# TASK DESCRIPTION
Working from the top of the records below, reproduce each line exactly, ending once you have written the line containing "submit control is".

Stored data
//! Asynchronous form submission.
//!
//! Every form a page shows is an [`AutoSubmitForm`] registered when the page
//! is built. Submitting never leaves the page: the fields are serialized into
//! a [`FormRequest`], the submit control is locked until the response arrives,
//! and the outcome becomes a notification plus an optional redirect.

use std::time::Duration;

use quarkfm_bridge::{
    api::{FormFields, FormMethod, FormOutcome, FormRequest},
    notification::NotificationMessage,
};

/// Label shown on the submit control while a request is in flight.
pub const SUBMITTING_LABEL: &str = "Processing...";
pub const DEFAULT_SUCCESS_MESSAGE: &str = "Operation succeeded";
pub const DEFAULT_FAILURE_MESSAGE: &str = "Operation failed";
/// Delay between a successful submission and following its redirect.
pub const REDIRECT_DELAY: Duration = Duration::from_millis(1000);

/// The button that submits a form.
#[derive(Debug, Clone, PartialEq, Eq)]
pub struct SubmitControl {
    idle_label: String,
    label: String,
    enabled: bool,
}

impl SubmitControl {
    pub fn new(label: impl Into<String>) -> Self {
        let label = label.into();
        Self {
            idle_label: label.clone(),
            label,
            enabled: true,
        }
    }

    pub fn label(&self) -> &str {
        &self.label
    }

    pub fn is_enabled(&self) -> bool {
        self.enabled
    }

    fn engage(&mut self) {
        self.label = SUBMITTING_LABEL.to_owned();
        self.enabled = false;
    }

    fn restore(&mut self) {
        self.label = self.idle_label.clone();
        self.enabled = true;
    }
}

/// What the page has to do once a submission completed.
#[derive(Debug, Clone, PartialEq, Eq)]
pub struct SubmitEffects {
    pub notification: NotificationMessage,
    /// Target to navigate to after [`REDIRECT_DELAY`].
    pub redirect: Option<String>,
}

impl SubmitEffects {
    pub fn from_outcome(outcome: &FormOutcome) -> Self {
        match outcome {
            Ok(result) if result.success => Self {
                notification: NotificationMessage::success(
                    result.message().unwrap_or(DEFAULT_SUCCESS_MESSAGE),
                ),
                redirect: result.redirect().map(str::to_owned),
            },
            Ok(result) => Self {
                notification: NotificationMessage::error(
                    result.message().unwrap_or(DEFAULT_FAILURE_MESSAGE),
                ),
                redirect: None,
            },
            Err(reason) => Self {
                notification: NotificationMessage::error(format!("Network error: {reason}")),
                redirect: None,
            },
        }
    }
}

/// A form whose submission is turned into an asynchronous JSON request.
#[derive(Debug, Clone)]
pub struct AutoSubmitForm {
    action: String,
    method: FormMethod,
    submit: SubmitControl,
}

impl AutoSubmitForm {
    pub fn new(action: impl Into<String>, method: FormMethod, submit_label: impl Into<String>) -> Self {
        Self {
            action: action.into(),
            method,
            submit: SubmitControl::new(submit_label),
        }
    }

    pub fn post(action: impl Into<String>, submit_label: impl Into<String>) -> Self {
        Self::new(action, FormMethod::Post, submit_label)
    }

    pub fn get(action: impl Into<String>, submit_label: impl Into<String>) -> Self {
        Self::new(action, FormMethod::Get, submit_label)
    }

    pub fn action(&self) -> &str {
        &self.action
    }

    pub fn method(&self) -> FormMethod {
        self.method
    }

    pub fn submit_control(&self) -> &SubmitControl {
        &self.submit
    }

    pub fn is_submitting(&self) -> bool {
        !self.submit.is_enabled()
    }

    /// Serializes `fields` and locks the submit control. Returns `None` while
    /// a previous submission is still in flight, since the control is
    /// disabled then.
    pub fn submit<I, K, V>(&mut self, fields: I) -> Option<FormRequest>
    where
        I: IntoIterator<Item = (K, V)>,
        K: Into<String>,
        V: Into<String>,
    {
        if self.is_submitting() {
            return None;
        }
        self.submit.engage();
        Some(FormRequest {
            action: self.action.clone(),
            method: self.method,
            fields: fields.into_iter().collect::<FormFields>(),
        })
    }

    /// Restores the submit control, whatever the outcome, and reports what
    /// to show and where to go.
    pub fn complete(&mut self, outcome: &FormOutcome) -> SubmitEffects {
        self.submit.restore();
        SubmitEffects::from_outcome(outcome)
    }
}

/// Styling of a selection control. A control starts out highlighted and falls
/// back to the plain style as soon as the user changes it.
#[derive(Debug, Clone, Copy, Default, PartialEq, Eq)]
pub enum SelectStyle {
    #[default]
    Highlighted,
    Plain,
}

impl SelectStyle {
    pub fn on_change(&mut self) {
        *self = Self::Plain;
    }
}

#[cfg(test)]
mod tests {
    use quarkfm_bridge::{api::ApiResult, notification::NotificationKind};

    use super::*;

    fn ok(result: ApiResult) -> FormOutcome {
        Ok(result)
    }

    #[test]
    fn submit_serializes_fields_and_locks_the_control() {
        let mut form = AutoSubmitForm::post("/api/classify/start", "Start classification");
        let request = form
            .submit([("batch", "30"), ("mode", "fast"), ("batch", "10")])
            .unwrap();

        assert_eq!(request.action, "/api/classify/start");
        assert_eq!(request.method, FormMethod::Post);
        assert_eq!(request.fields.get("batch"), Some("10"));
        assert_eq!(request.fields.len(), 2);

        assert!(form.is_submitting());
        assert!(!form.submit_control().is_enabled());
        assert_eq!(form.submit_control().label(), SUBMITTING_LABEL);
    }

    #[test]
    fn second_submit_while_in_flight_is_ignored() {
        let mut form = AutoSubmitForm::get("/api/check", "Check API");
        assert!(form.submit(Vec::<(String, String)>::new()).is_some());
        assert!(form.submit(Vec::<(String, String)>::new()).is_none());
    }

    #[test]
    fn control_is_restored_after_every_outcome() {
        let outcomes = [
            ok(ApiResult {
                success: true,
                ..Default::default()
            }),
            ok(ApiResult::default()),
            Err("connection refused".to_owned()),
        ];

        for outcome in &outcomes {
            let mut form = AutoSubmitForm::post("/forms/x", "Save");
            form.submit([("a", "b")]).unwrap();
            form.complete(outcome);

            assert!(form.submit_control().is_enabled());
            assert_eq!(form.submit_control().label(), "Save");
            assert!(form.submit([("a", "b")]).is_some());
        }
    }

    #[test]
    fn success_with_redirect() {
        let effects = SubmitEffects::from_outcome(&ok(ApiResult {
            success: true,
            redirect: Some("/done".into()),
            ..Default::default()
        }));

        assert_eq!(effects.notification.kind, NotificationKind::Success);
        assert_eq!(effects.notification.message, DEFAULT_SUCCESS_MESSAGE);
        assert_eq!(effects.redirect.as_deref(), Some("/done"));
    }

    #[test]
    fn failures_never_redirect() {
        let rejected = SubmitEffects::from_outcome(&ok(ApiResult {
            success: false,
            message: Some("Classification is already running".into()),
            redirect: Some("/done".into()),
            ..Default::default()
        }));
        assert_eq!(rejected.notification.kind, NotificationKind::Error);
        assert_eq!(rejected.notification.message, "Classification is already running");
        assert_eq!(rejected.redirect, None);

        let bare = SubmitEffects::from_outcome(&ok(ApiResult::default()));
        assert_eq!(bare.notification.message, DEFAULT_FAILURE_MESSAGE);

        let network = SubmitEffects::from_outcome(&Err("connection refused".into()));
        assert_eq!(network.notification.kind, NotificationKind::Error);
        assert_eq!(network.notification.message, "Network error: connection refused");
    }

    #[test]
    fn select_style_resets_on_change() {
        let mut style = SelectStyle::default();
        assert_eq!(style, SelectStyle::Highlighted);
        style.on_change();
        style.on_change();
        assert_eq!(style, SelectStyle::Plain);
    }
}
use quarkfm_bridge::{
    MessageFromBackend,
    api::FormOutcome,
    config::ServerConfig,
    notification::NotificationKind,
};
use tokio::sync::oneshot;

use crate::remote::{RemoteActions, ReqwestTransport};

/// Handles an incoming configuration request (see
/// [`quarkfm_bridge::MessageToBackend::ConfigurationRequest`]).
pub async fn handle_config_request(context: super::AppContextHandle) {
    let config = {
        let state = context.state.read().await;
        state.config.clone()
    };
    context
        .send(MessageFromBackend::ConfigurationResponse(config))
        .await;
}

/// Switches to another classification server and persists the address.
pub async fn handle_change_server_url(context: super::AppContextHandle, server_url: String) {
    let server_url = server_url.trim().to_owned();
    let config = {
        let mut state = context.state.write().await;
        let transport = match ReqwestTransport::new(state.request_client.clone(), &server_url) {
            Ok(transport) => transport,
            Err(e) => {
                drop(state);
                context
                    .send_notification(NotificationKind::Error, format!("Invalid server address: {e}"))
                    .await;
                return;
            }
        };

        log::info!("Switching classification server to {}", transport.base_url());
        state.remote = RemoteActions::new(transport);
        state.config.server_url = server_url.clone();
        state.config.clone()
    };

    if let Err(e) = crate::config::save_config(&config).await {
        log::error!("Failed to persist server URL: {e}");
    }

    context
        .send(MessageFromBackend::ConfigurationResponse(config))
        .await;
    context
        .send_notification(
            NotificationKind::Success,
            format!("Using server at {server_url}"),
        )
        .await;
}

/// Fetches the server's configuration document for the configuration page.
pub async fn handle_server_config_request(context: super::AppContextHandle) {
    let remote = super::remote(&context).await;
    tokio::spawn(async move {
        match remote.fetch_server_config().await {
            Ok(config) => {
                context
                    .send(MessageFromBackend::ServerConfigResponse(config))
                    .await
            }
            Err(e) => {
                log::warn!("Failed to fetch server config: {e}");
                context
                    .send_notification(
                        NotificationKind::Error,
                        format!("Failed to load configuration: {e}"),
                    )
                    .await
            }
        }
    });
}

/// Posts the configuration document and replies with the outcome.
pub async fn handle_save_server_config(
    context: super::AppContextHandle,
    config: ServerConfig,
    reply: oneshot::Sender<FormOutcome>,
) {
    let remote = super::remote(&context).await;
    tokio::spawn(async move {
        let outcome = super::into_outcome(remote.save_config(&config).await);
        if reply.send(outcome).is_err() {
            log::debug!("Save reply dropped, the requesting view is gone");
        }
    });
}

# RESULT FOR THIS TASK
//! Asynchronous form submission.
//!
//! Every form a page shows is an [`AutoSubmitForm`] registered when the page
//! is built. Submitting never leaves the page: the fields are serialized into
//! a [`FormRequest`], the submit control is locked until the response arrives,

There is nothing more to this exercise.